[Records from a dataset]
----
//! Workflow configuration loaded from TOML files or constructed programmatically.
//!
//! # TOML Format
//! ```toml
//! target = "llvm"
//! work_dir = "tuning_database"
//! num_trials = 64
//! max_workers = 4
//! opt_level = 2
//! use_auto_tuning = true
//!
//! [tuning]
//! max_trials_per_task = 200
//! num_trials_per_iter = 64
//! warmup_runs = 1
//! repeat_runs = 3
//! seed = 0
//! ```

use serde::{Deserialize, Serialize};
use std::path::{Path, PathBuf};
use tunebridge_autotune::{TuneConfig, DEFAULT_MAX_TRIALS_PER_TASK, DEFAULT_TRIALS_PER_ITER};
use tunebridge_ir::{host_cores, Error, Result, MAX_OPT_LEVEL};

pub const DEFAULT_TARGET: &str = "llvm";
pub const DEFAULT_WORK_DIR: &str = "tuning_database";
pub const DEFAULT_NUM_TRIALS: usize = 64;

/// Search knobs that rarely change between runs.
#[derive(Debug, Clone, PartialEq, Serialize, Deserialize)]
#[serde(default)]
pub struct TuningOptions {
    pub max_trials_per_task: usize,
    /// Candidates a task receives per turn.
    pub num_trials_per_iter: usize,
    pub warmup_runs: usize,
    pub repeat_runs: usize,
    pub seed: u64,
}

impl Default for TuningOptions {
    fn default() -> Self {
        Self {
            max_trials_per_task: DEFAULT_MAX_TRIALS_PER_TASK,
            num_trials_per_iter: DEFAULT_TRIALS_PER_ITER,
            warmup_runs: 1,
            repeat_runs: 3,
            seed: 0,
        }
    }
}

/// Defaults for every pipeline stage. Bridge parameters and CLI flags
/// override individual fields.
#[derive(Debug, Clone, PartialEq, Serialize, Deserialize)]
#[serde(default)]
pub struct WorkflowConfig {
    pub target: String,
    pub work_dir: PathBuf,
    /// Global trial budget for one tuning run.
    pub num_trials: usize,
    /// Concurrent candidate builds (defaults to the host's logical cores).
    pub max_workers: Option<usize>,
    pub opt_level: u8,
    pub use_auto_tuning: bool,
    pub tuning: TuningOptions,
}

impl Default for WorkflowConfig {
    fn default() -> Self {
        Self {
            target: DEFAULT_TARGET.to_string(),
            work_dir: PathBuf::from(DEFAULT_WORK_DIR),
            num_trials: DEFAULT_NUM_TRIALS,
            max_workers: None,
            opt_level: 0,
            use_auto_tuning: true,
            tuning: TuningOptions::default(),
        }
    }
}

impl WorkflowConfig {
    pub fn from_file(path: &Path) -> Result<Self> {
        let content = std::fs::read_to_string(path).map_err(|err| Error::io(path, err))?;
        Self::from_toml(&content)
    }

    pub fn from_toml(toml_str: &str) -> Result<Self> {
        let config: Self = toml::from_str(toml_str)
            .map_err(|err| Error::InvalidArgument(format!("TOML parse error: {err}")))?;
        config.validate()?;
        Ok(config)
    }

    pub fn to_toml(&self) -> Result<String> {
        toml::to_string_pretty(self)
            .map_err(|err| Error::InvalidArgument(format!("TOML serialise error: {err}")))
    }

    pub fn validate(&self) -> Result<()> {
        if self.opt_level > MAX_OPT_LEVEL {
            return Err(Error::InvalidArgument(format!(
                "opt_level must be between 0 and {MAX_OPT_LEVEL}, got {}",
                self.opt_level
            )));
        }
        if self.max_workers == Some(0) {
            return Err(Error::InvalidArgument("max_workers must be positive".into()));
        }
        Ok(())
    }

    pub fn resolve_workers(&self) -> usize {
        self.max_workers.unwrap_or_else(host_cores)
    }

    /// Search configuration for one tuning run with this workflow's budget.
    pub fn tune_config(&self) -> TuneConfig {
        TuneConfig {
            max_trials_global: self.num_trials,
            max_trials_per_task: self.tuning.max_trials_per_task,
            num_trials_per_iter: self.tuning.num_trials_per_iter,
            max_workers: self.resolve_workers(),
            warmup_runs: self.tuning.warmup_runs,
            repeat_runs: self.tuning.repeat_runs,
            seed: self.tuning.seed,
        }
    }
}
----
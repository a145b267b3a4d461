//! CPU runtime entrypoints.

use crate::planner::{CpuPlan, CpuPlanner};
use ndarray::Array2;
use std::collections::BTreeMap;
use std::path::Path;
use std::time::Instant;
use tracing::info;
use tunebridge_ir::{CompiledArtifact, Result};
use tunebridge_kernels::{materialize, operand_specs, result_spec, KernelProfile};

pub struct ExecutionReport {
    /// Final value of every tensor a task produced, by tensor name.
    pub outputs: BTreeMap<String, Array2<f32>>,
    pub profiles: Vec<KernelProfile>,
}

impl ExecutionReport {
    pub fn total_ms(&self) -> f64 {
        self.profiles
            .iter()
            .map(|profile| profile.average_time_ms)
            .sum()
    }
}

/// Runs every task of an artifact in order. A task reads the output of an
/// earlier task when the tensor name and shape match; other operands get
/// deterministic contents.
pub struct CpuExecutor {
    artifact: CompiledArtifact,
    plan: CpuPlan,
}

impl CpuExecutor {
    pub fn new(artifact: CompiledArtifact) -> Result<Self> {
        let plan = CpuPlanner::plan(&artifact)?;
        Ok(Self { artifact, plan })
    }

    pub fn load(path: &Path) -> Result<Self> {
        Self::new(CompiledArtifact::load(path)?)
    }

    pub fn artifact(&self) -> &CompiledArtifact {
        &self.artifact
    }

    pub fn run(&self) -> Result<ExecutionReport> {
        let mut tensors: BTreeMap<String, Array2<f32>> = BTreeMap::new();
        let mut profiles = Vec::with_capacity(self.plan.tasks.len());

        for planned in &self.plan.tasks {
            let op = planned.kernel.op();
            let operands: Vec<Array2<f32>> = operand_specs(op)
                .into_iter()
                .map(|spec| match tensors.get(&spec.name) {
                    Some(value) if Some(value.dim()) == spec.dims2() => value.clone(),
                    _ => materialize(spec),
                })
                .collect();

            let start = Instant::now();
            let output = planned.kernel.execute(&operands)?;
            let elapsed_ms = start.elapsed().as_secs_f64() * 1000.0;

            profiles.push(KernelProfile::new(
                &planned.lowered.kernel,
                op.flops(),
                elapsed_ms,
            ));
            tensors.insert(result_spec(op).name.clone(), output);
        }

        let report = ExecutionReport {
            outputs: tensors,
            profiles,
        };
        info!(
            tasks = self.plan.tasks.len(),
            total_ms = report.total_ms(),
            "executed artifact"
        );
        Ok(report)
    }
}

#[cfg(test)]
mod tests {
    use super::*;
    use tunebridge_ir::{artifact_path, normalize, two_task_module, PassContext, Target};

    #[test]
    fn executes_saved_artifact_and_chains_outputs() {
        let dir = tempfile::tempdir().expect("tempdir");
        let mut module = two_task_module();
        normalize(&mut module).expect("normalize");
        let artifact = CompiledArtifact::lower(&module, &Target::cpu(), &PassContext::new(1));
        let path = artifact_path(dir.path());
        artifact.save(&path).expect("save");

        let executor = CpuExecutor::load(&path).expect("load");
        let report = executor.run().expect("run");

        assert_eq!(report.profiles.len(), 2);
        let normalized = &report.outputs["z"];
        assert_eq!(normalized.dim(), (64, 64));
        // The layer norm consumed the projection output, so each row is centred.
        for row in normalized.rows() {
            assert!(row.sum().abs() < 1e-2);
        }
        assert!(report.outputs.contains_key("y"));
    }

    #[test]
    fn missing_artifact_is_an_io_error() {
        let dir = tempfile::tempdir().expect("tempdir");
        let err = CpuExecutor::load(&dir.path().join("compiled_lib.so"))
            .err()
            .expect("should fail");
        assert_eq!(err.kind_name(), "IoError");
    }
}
----
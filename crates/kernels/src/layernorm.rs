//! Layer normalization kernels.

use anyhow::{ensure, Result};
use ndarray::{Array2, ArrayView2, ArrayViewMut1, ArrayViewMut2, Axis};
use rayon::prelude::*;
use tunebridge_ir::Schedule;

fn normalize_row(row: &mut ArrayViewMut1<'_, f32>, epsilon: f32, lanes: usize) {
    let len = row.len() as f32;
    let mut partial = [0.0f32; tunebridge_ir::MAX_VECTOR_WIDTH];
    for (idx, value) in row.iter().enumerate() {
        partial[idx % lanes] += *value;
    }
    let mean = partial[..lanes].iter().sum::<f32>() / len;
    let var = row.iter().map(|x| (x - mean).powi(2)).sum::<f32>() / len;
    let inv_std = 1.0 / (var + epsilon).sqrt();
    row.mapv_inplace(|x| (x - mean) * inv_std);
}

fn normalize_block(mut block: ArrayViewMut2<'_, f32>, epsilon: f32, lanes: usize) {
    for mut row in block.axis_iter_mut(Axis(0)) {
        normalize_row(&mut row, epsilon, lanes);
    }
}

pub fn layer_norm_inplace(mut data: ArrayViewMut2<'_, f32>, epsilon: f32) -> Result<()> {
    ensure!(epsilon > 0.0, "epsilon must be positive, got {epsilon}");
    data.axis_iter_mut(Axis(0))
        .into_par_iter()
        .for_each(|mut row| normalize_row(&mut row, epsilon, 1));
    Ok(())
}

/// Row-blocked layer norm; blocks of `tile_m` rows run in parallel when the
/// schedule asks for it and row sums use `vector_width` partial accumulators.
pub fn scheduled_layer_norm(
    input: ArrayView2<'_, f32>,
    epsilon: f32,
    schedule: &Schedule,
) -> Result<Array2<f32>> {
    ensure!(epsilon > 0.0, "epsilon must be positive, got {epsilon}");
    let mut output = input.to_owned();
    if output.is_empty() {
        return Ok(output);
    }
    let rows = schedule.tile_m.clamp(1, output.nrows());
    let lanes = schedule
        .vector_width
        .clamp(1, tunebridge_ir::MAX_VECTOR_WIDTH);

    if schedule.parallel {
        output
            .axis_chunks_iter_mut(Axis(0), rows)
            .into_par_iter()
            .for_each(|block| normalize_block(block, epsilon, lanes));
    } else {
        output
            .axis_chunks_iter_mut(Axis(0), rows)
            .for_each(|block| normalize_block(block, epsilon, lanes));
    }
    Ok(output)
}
----
--- ACTIVITY ---
Could you restate word for word the lines above from the one containing "host's logical cores)." through the one containing "let config: Self", both included, and nothing else?

--- EXERCISE SOLUTION ---
    /// Concurrent candidate builds (defaults to the host's logical cores).
    pub max_workers: Option<usize>,
    pub opt_level: u8,
    pub use_auto_tuning: bool,
    pub tuning: TuningOptions,
}

impl Default for WorkflowConfig {
    fn default() -> Self {
        Self {
            target: DEFAULT_TARGET.to_string(),
            work_dir: PathBuf::from(DEFAULT_WORK_DIR),
            num_trials: DEFAULT_NUM_TRIALS,
            max_workers: None,
            opt_level: 0,
            use_auto_tuning: true,
            tuning: TuningOptions::default(),
        }
    }
}

impl WorkflowConfig {
    pub fn from_file(path: &Path) -> Result<Self> {
        let content = std::fs::read_to_string(path).map_err(|err| Error::io(path, err))?;
        Self::from_toml(&content)
    }

    pub fn from_toml(toml_str: &str) -> Result<Self> {
        let config: Self = toml::from_str(toml_str)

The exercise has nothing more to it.